Business technology can be better protected through an additional layer of security. On example is with a secondary login credential, something beyond just the username and password. This approach secures account access.
According to Dave Wager, CEO of Zix, boosting cybersecurity is a necessary step for any businesses. Attacks are increasingly common, including forms like phishing, social engineering and password brute-force attacks.
While businesses attempt to address this at the corporate level, outside of the actions of the corporate Information Technology function, there are steps that any employee, and indeed consumer, can take.
The first area is with password management, as Wager advises: “Individuals and businesses need to reflect on their current password practices and ensure they are building the safest habits to protect themselves and their company from cybercriminals.”
Yet passwords do not provide complete security, as Wager states: “Many are under the assumption that if they are taking the steps to create unique passwords for each platform and application, they are secure. But it’s not enough.”
In terms of what else is needed, Wager notes what he describes as a “critical need for safeguards across the entire company network.”
In terms of examples of best practices, Wager recommends: “While there are a few different ways to protect login credentials beyond a simple username and password, one of the most popular and effective options is two-factor authentication (2FA).”
Toi illustrate this: “Implementing 2FA provides an extra layer of security by making users confirm their identity, most often via a unique code sent to the user’s phone, email address or through an authenticator app, after entering their username and password.”
This approach is important, says Wager because: “It’s getting easier for cybercriminals to breach even the most complex password, which is why implementing 2FA is critical.”

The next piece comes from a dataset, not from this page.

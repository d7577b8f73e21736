//! Internal utilities.

pub(crate) mod slab;

pub(crate) use slab::{Slab, SlabKey};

Some areas of the business are more vulnerable than others. For instance, Wager says: “Email is a common point of attack because it often contains sensitive and valuable communications.”
For this reason: “Organizations should also consider implementing an email security solution that conducts a security audit to analyze its admins, users, mailboxes, and rules for vulnerabilities such as outdated passwords so they can be resolved before a breach happens.”
These measures can be implemented from a review of internal password policies and other security measures. In order to drive change, businesses should send reminders to employees and customers alike about the importance of good password and authentication control hygiene.